Quiet quitting is being called a young thing. It isn’t. There are many people right now in their 50s and 60s who are zombies in the office, many 40-somethings yawning through plant shifts, many bored 30-somethings taking extra-long bathroom breaks.

The fact is, the average American worker, research shows, is only productive less than three hours in an eight-hour workday. If quiet quitting is really, as the TikTok world suggests, not doing one minute more than you’re hired to do, it actually represents a five-hour a day improvement!

It’s more likely that quiet quitting is just the latest effort by a young generation to rename something that already exists, so they can feel like they invented it. We did this in the ’60s with “the Generation Gap” (which wasn’t really new.) Tom Wolfe did it in the ’70s with “The Me Decade.” Kids do it today with phrases like “ghosting” (another word for not showing up) or “cheugy” (the latest in a long line of words for uncool or square.)

Which is not to say that quiet quitting doesn’t raise some worthy — if not new — issues. How much is enough on the job? What can an employer expect for writing a paycheck? What is the proper balance of life and work?

Careful what you wish for

The answer often depends on if you’re the employee or the employer. Young workers who think an eight-hour day is oppressive should remember that until the Ford Motor Company made it standard in the early 20th century, eight hours was much shorter than the average shift. Factory workers used to routinely work 10, 12 or 14 hours daily. And the current trend of working remotely and emailing in your pajamas is a new and historically radical concept.  

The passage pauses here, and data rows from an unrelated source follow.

//! Regex-driven Bosque lexer.
//!
//! At every position the rules are tried in priority order and the first
//! one that matches decides the token. Characters no rule accepts are
//! emitted as single-character punctuation so the token stream always
//! covers the whole input.

use std::sync::OnceLock;

use regex::Regex;

use crate::error::ScanError;

use super::token::{Token, TokenKind};

/// Keywords introducing control flow and contracts.
pub const CONTROL_KEYWORDS: &[&str] = &[
    "abort", "assert", "if", "elif", "else", "fn", "pred", "let", "match", "ref", "return",
    "switch", "then", "var", "yield", "ensures", "invariant", "example", "requires", "validate",
    "softcheck", "errtest", "chektest",
];

/// Declaration and modifier keywords.
pub const DECLARATION_KEYWORDS: &[&str] = &[
    "recursive", "action", "_debug", "bsqon", "do", "fail", "implements", "debug", "release",
    "safety", "spec", "test", "api", "as", "concept", "const", "declare", "enum", "entity",
    "field", "function", "method", "namespace", "of", "provides", "in", "task", "datatype",
    "using", "when", "event", "status", "resource", "predicate", "operator", "variant",
];

/// Reserved literal names.
pub const CONSTANTS: &[&str] = &[
    "none", "true", "false", "fail", "ok", "some", "result", "option", "env", "this", "self",
];

/// One lexing rule.
struct Rule {
    kind: TokenKind,

    /// Anchored pattern; when it has a capture group, only group 1 is consumed.
    regex: Regex,

    /// Rule only applies at the start of a word.
    word_start: bool,
}

impl Rule {
    fn new(kind: TokenKind, pattern: &str, word_start: bool) -> Self {
        let regex = Regex::new(pattern)
            .unwrap_or_else(|e| panic!("invalid {} pattern {:?}: {}", kind, pattern, e));
        Self {
            kind,
            regex,
            word_start,
        }
    }

    /// Length of the match at the start of `rest`, if any.
    fn match_len(&self, rest: &str) -> Option<usize> {
        if self.regex.captures_len() > 1 {
            let caps = self.regex.captures(rest)?;
            caps.get(1).map(|m| m.end())
        } else {
            self.regex.find(rest).map(|m| m.end())
        }
    }
}

fn word_alternation(words: &[&str]) -> String {
    format!(r"^(?:{})\b", words.join("|"))
}

fn rules() -> &'static [Rule] {
    static RULES: OnceLock<Vec<Rule>> = OnceLock::new();
    RULES.get_or_init(|| {
        let keywords: Vec<&str> = CONTROL_KEYWORDS
            .iter()
            .chain(DECLARATION_KEYWORDS)
            .copied()
            .collect();

        vec![
            Rule::new(TokenKind::Whitespace, r"^\s+", false),
            Rule::new(TokenKind::Comment, r"^%%[^\n]*", false),
            // %** ... *% and %* ... *%, unterminated runs to the end
            Rule::new(TokenKind::Comment, r"(?s)^%\*\*?.*?(?:\*%|\z)", false),
            Rule::new(TokenKind::String, r#"(?s)^"(?:[^"\\]|\\.)*(?:"|\\?\z)"#, false),
            Rule::new(TokenKind::String, r"(?s)^'(?:[^'\\]|\\.)*(?:'|\\?\z)", false),
            Rule::new(TokenKind::Keyword, &word_alternation(&keywords), true),
            Rule::new(TokenKind::Constant, &word_alternation(CONSTANTS), true),
            Rule::new(
                TokenKind::Number,
                concat!(
                    r"^(?:[0-9]+[inIN]\b",
                    r"|[0-9]+R\b",
                    r"|[0-9]+/[0-9]+R\b",
                    r"|[0-9]+\.[0-9]+(?:[eE][-+]?[0-9]+)?[fd]?\b",
                    r"|[0-9]+\b)",
                ),
                true,
            ),
            Rule::new(
                TokenKind::TypeName,
                r"^(?:(?:[A-Z][_a-zA-Z0-9]+::)*[A-Z][_a-zA-Z0-9]+\b|[A-Z]\b)",
                true,
            ),
            Rule::new(TokenKind::Variable, r"^(?:\$?[_a-z][_a-zA-Z0-9]*\b|\$)", true),
            Rule::new(TokenKind::FunctionName, r"^([a-zA-Z_][a-zA-Z0-9_]*)\s*\(", true),
            Rule::new(TokenKind::Operator, r"^[-+*/=<>!&|?:.^~@#]+", false),
            Rule::new(TokenKind::Punctuation, r"^[{}()\[\];,]", false),
        ]
    })
}

fn is_word_char(c: char) -> bool {
    c.is_alphanumeric() || c == '_'
}

/// Lazy token stream over a source text.
///
/// Cloning a lexer snapshots its position; [`reset`](Self::reset)
/// restarts the scan from the beginning.
#[derive(Debug, Clone)]
pub struct Lexer<'a> {
    source: &'a str,
    pos: usize,
}

impl<'a> Lexer<'a> {
    /// Create a lexer positioned at the start of `source`.
    pub fn new(source: &'a str) -> Self {
        Self { source, pos: 0 }
    }

    /// The text being scanned.
    pub fn source(&self) -> &'a str {
        self.source
    }

    /// Byte offset of the next token.
    pub fn offset(&self) -> usize {
        self.pos
    }

    /// Restart the scan from offset 0.
    pub fn reset(&mut self) {
        self.pos = 0;
    }

    fn at_word_start(&self) -> bool {
        self.source[..self.pos]
            .chars()
            .next_back()
            .is_none_or(|c| !is_word_char(c))
    }

    fn next_token(&self) -> Token {
        let rest = &self.source[self.pos..];
        let word_start = self.at_word_start();

        for rule in rules() {
            if rule.word_start && !word_start {
                continue;
            }
            if let Some(len) = rule.match_len(rest)
                && len > 0
            {
                return Token::new(rule.kind, self.pos, self.pos + len);
            }
        }

        // Nothing matched: recover by consuming one character
        let ch = rest.chars().next().unwrap_or_default();
        let error = ScanError {
            offset: self.pos,
            ch,
        };
        tracing::trace!("{}", error);
        Token::new(TokenKind::Punctuation, self.pos, self.pos + ch.len_utf8())
    }
}

impl Iterator for Lexer<'_> {
    type Item = Token;

    fn next(&mut self) -> Option<Token> {
        if self.pos >= self.source.len() {
            return None;
        }
        let token = self.next_token();
        self.pos = token.end;
        Some(token)
    }
}

impl std::iter::FusedIterator for Lexer<'_> {}

/// Tokenize `source` lazily.
pub fn tokenize(source: &str) -> Lexer<'_> {
    Lexer::new(source)
}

Meanwhile, employers should remember that before email, the idea of contacting workers after hours was considered rude. People are entitled to their lives. And research suggests that those who balance work and home actually make good employees.

But when quiet quitters say they only want to do what they were hired to do, they are entering a big gray area. How do you measure “what you were hired to do?” Especially when employers believe they are hiring people to give their best effort?

Some rare jobs spell out the number of pieces or units a full day represents. Those are easy to measure. The rest of the work world is more subtle. Did you leave something for tomorrow that you could have finished today? Did you call the client back after you left a voicemail? Did you greet the customer with a smile and conversation, or just a mumbled “Can I help you?”

The quiet quitting employee may choose the lesser of those three examples and still feel “I did my job.”

The employer will look at it differently.

What’s your motivation?

Conversely, the Devil Wears Prada boss who expects her employee to be available weekends, nights and any time the phone pings is clearly overreaching — unless the employee agrees to all that when signing up.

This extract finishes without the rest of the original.